8日、文化祭の後夜祭が台風15号「ファクサイ」の接近に伴い中止となった都立立川高校。その中止の決定に至ったプロセスについて、同校生徒から様々な声が寄せられている。


 ある生徒は、福原副校長の「教員と生徒の間で十分に話し合いが行われた結果、生徒側が納得して後夜祭の中止に合意した」 という見解について、「何故か私は知りません。私が見たのは説明の皮を被った犬の喧嘩」と評している。この生徒は立川高校内の情勢について「一般生徒はおろか、後夜祭実行委員の中でさえ、後夜祭中止(延期されない)の理由をほとんど把握していない状態」だったと伝えた上で、「(教員側から)何らかの説明があることを期待していた」という。しかし教員側から説明はなく、配られたプリントを教員が音読するだけで集会は終わりを迎えようとしたという。その時、ある生徒が後夜祭に関する説明を要求したため、そこで実行委員と担当教員がそれぞれ説明をしたという。その際、「教員と生徒の間で十分に話し合いが行われた」形跡はなく、犬の喧嘩のような光景が繰り広げられたのだという。

 一方で別の生徒は「後夜祭中止については立高内でも様々な立場があります」と生徒の意見が一様ではないとの見解を示し、記事について「教師対生徒の二元論的問題に還元することは明らかに誤謬」と指摘した。この生徒は「これは学内の問題であり我々の学校のことは我々が決めていくのが道理」と述べ、「記事により立高の自由主義伝統が傷つくことを私は恐れます。」と懸念を示した。

 また別の生徒は「先生たちの意見の中心はあくまでも生徒たちの身の安全であって、後夜祭を潰そうとしていたわけでは無い」と述べ、「後夜祭担当の先生はみんなが思っているよりも生徒のことを考えてくれていることは担任だった経験がある生徒からすれば容易に想像できるはず」と教員側を擁護した。

学内問題だとする見解は正しいが…
 今回の立川高校の生徒たちが本紙記事のコメント欄で多様な意見を示してくれたことは非常に嬉しく思っている。今回いただいたコメントは全て拝見させてもらっているが、微妙に論点が違うような気がするので整理したい。記事の論点は学校側と生徒側で十分な合意形成がなされていない状態で後夜祭が中止されたことであって、本紙がこの問題を取り上げたことではない。

 コメント中、「これは学内の問題であり我々の学校のことは我々が決めていくのが道理」と述べていた生徒が居た。言ってることは正しいと思う。しかし記事が出たことを理由に自由主義的伝統が傷つくことを恐れたり、告発した者が学校側からただでは済まないというような脅し文句を言うのは間違っている。

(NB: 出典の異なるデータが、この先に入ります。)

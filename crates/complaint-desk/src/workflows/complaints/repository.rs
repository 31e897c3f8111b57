use serde::{Deserialize, Serialize};

use super::domain::{CitizenId, Complaint, ComplaintCategory, ComplaintId, ComplaintStatus};
use super::routing::AuthorityId;

/// Storage abstraction so the service module can be exercised in isolation.
pub trait ComplaintRepository: Send + Sync {
    fn insert(&self, complaint: Complaint) -> Result<Complaint, RepositoryError>;
    /// Replace a stored complaint only while its status is still `expected`.
    fn update(
        &self,
        complaint: Complaint,
        expected: ComplaintStatus,
    ) -> Result<(), RepositoryError>;
    fn fetch(&self, id: &ComplaintId) -> Result<Option<Complaint>, RepositoryError>;
    fn list(&self, filter: &ComplaintFilter) -> Result<Vec<Complaint>, RepositoryError>;
}

/// Error enumeration for repository failures.
#[derive(Debug, thiserror::Error)]
pub enum RepositoryError {
    #[error("complaint already exists")]
    Conflict,
    #[error("complaint not found")]
    NotFound,
    #[error("complaint moved to {} concurrently", .0.key())]
    StatusChanged(ComplaintStatus),
    #[error("repository unavailable: {0}")]
    Unavailable(String),
}

/// Conjunctive filter; `None` fields match everything.
#[derive(Debug, Clone, Default, PartialEq, Eq, Serialize, Deserialize)]
pub struct ComplaintFilter {
    #[serde(default)]
    pub citizen_id: Option<CitizenId>,
    #[serde(default)]
    pub authority_id: Option<AuthorityId>,
    #[serde(default)]
    pub status: Option<ComplaintStatus>,
    #[serde(default)]
    pub category: Option<ComplaintCategory>,
}

impl ComplaintFilter {
    pub fn for_citizen(citizen_id: CitizenId) -> Self {
        Self {
            citizen_id: Some(citizen_id),
            ..Self::default()
        }
    }

    pub fn for_authority(authority_id: AuthorityId) -> Self {
        Self {
            authority_id: Some(authority_id),
            ..Self::default()
        }
    }

    pub fn matches(&self, complaint: &Complaint) -> bool {
        self.citizen_id
            .as_ref()
            .map_or(true, |id| &complaint.citizen_id == id)
            && self
                .authority_id
                .as_ref()
                .map_or(true, |id| complaint.assigned_to.as_ref() == Some(id))
            && self.status.map_or(true, |status| complaint.status == status)
            && self
                .category
                .map_or(true, |category| complaint.category == category)
    }
}

/// Delivery channel for outbound messages.
#[derive(Debug, Clone, Copy, PartialEq, Eq, Serialize, Deserialize)]
#[serde(rename_all = "snake_case")]
pub enum NotificationChannel {
    Email,
}

/// Rendered message handed to the outbound transport.
#[derive(Debug, Clone, PartialEq, Eq, Serialize, Deserialize)]
pub struct Notification {
    pub channel: NotificationChannel,
    pub to: String,
    #[serde(default, skip_serializing_if = "Option::is_none")]
    pub subject: Option<String>,
    pub body: String,
    pub complaint_id: ComplaintId,
}

/// Outbound hook for mail adapters.
pub trait NotificationPublisher: Send + Sync {
    fn publish(&self, notification: Notification) -> Result<(), NotificationError>;
}

#[derive(Debug, thiserror::Error)]
pub enum NotificationError {
    #[error("notification transport unavailable: {0}")]
    Transport(String),
}

/// Contact details for a resident, used for status e-mails.
#[derive(Debug, Clone, PartialEq, Eq, Serialize, Deserialize)]
pub struct CitizenContact {
    pub citizen_id: CitizenId,
    pub name: String,
    pub email: String,
}

pub trait CitizenDirectory: Send + Sync {
    fn contact(&self, id: &CitizenId) -> Option<CitizenContact>;
}

/// Directory that knows nobody; status updates are then only logged.
#[derive(Debug, Default, Clone, Copy)]
pub struct NoCitizenDirectory;

impl CitizenDirectory for NoCitizenDirectory {
    fn contact(&self, _id: &CitizenId) -> Option<CitizenContact> {
        None
    }
}
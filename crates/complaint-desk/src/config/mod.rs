use std::env;
use std::fmt;
use std::net::{IpAddr, SocketAddr};
use std::time::Duration;

/// Distinguishes runtime behavior for different stages of the service.
#[derive(Debug, Clone, Copy, PartialEq, Eq)]
pub enum AppEnvironment {
    Development,
    Test,
    Production,
}

impl AppEnvironment {
    fn from_str(value: &str) -> Self {
        match value.trim().to_ascii_lowercase().as_str() {
            "prod" | "production" => Self::Production,
            "test" | "ci" => Self::Test,
            _ => Self::Development,
        }
    }
}

/// Top-level configuration for the complaint desk.
#[derive(Debug, Clone)]
pub struct AppConfig {
    pub environment: AppEnvironment,
    pub server: ServerConfig,
    pub telemetry: TelemetryConfig,
    pub triage: TriageConfig,
}

impl AppConfig {
    pub fn load() -> Result<Self, ConfigError> {
        dotenvy::dotenv().ok();

        let environment = AppEnvironment::from_str(
            &env::var("APP_ENV").unwrap_or_else(|_| "development".to_string()),
        );

        let host = env::var("APP_HOST").unwrap_or_else(|_| "127.0.0.1".to_string());
        let port = env::var("APP_PORT")
            .unwrap_or_else(|_| "3000".to_string())
            .parse::<u16>()
            .map_err(|_| ConfigError::InvalidPort)?;

        let log_level = env::var("APP_LOG_LEVEL").unwrap_or_else(|_| "info".to_string());

        let latency_ms = match env::var("APP_TRIAGE_LATENCY_MS") {
            Ok(raw) => raw
                .trim()
                .parse::<u64>()
                .map_err(|_| ConfigError::InvalidLatency { value: raw })?,
            Err(_) => 0,
        };

        Ok(Self {
            environment,
            server: ServerConfig { host, port },
            telemetry: TelemetryConfig { log_level },
            triage: TriageConfig::with_latency_ms(latency_ms),
        })
    }
}

/// Settings controlling the HTTP server binding.
#[derive(Debug, Clone)]
pub struct ServerConfig {
    pub host: String,
    pub port: u16,
}

impl ServerConfig {
    pub fn socket_addr(&self) -> Result<SocketAddr, ConfigError> {
        if self.host.eq_ignore_ascii_case("localhost") {
            return Ok(SocketAddr::new(IpAddr::from([127, 0, 0, 1]), self.port));
        }

        let ip: IpAddr = self
            .host
            .parse()
            .map_err(|source| ConfigError::InvalidHost { source })?;

        Ok(SocketAddr::new(ip, self.port))
    }
}

/// Tracing controls.
#[derive(Debug, Clone)]
pub struct TelemetryConfig {
    pub log_level: String,
}

/// Knobs for the complaint triage pipeline.
///
/// `simulated_latency` is awaited by the HTTP handlers before a complaint is
/// scored so front-ends can be exercised against realistic response times.
/// Scoring itself never sleeps.
#[derive(Debug, Clone, Default, PartialEq, Eq)]
pub struct TriageConfig {
    pub simulated_latency: Duration,
}

impl TriageConfig {
    pub fn with_latency_ms(latency_ms: u64) -> Self {
        Self {
            simulated_latency: Duration::from_millis(latency_ms),
        }
    }
}

#[derive(Debug)]
pub enum ConfigError {
    InvalidPort,
    InvalidHost { source: std::net::AddrParseError },
    InvalidLatency { value: String },
}

impl fmt::Display for ConfigError {
    fn fmt(&self, f: &mut fmt::Formatter<'_>) -> fmt::Result {
        match self {
            ConfigError::InvalidPort => write!(f, "APP_PORT must be a valid u16"),
            ConfigError::InvalidHost { .. } => {
                write!(f, "APP_HOST must parse to an IPv4 or IPv6 address")
            }
            ConfigError::InvalidLatency { value } => write!(
                f,
                "APP_TRIAGE_LATENCY_MS must be a whole number of milliseconds (got '{value}')"
            ),
        }
    }
}

impl std::error::Error for ConfigError {
    fn source(&self) -> Option<&(dyn std::error::Error + 'static)> {
        match self {
            ConfigError::InvalidPort | ConfigError::InvalidLatency { .. } => None,
            ConfigError::InvalidHost { source } => Some(source),
        }
    }
}
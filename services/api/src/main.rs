use complaint_desk_api::run;

#[tokio::main]
async fn main() {
    if let Err(err) = run().await {
        eprintln!("application error: {err}");
        std::process::exit(1);
    }
}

 生徒自治が確立されており、学校側が一方的な形で物事を決めて押し付けるような事例がなければ、学校内だけのクローズドな形で問題を考えていくべきだと思う。しかし現在、大学含め学校の生徒と教員のパワーバランスは著しく教員の方が強い状態であり、各校の学内新聞や生徒会・自治会組織が機能していない現状がある。本来的に、本紙がやっていることは各校の学内新聞が担うべきものだ。しかし学内新聞が学校の広報紙としてしか機能しないこの時代では、本紙が学内新聞の代わりを担うほかないのだ。

 また、生徒自治組織が教員組織と互角以上にやり合える存在ならば、そもそも学内で問題解決が図れるはずであり、本紙に情報提供がなされることはないはずだ。立川高校は生徒自治組織が相対的にしっかりしていると聞いているが、「闘争心」が不十分であるのは否めない。本紙が取り上げたことによって学校側が自由への規制を強め、「立川高校の自由主義的伝統が傷つく」ならば、自由主義的伝統を守るために生徒たちが立ち上がれば良いじゃないか。「大ごとになったら自由が失われる」という恐れは日和見でしかない。そもそも自由は常に闘わなければ守れない。

 後夜祭をどうしてもやりたいのであれば生徒が授業ストライキをしてでも要求を通すべきだ。重点校生は自分の経歴を汚したくないのか何なのかは知らないが、本格的に闘うことを忌避する傾向にある。「誰か闘ってくれ」ーそんなマインドでは何も変わらない。今の学校が嫌なら自分で闘って道を開くしかない。日和見主義でいる限り、生徒の要求は通せない。権利は闘って得るものだ。上から下りてくるものではない。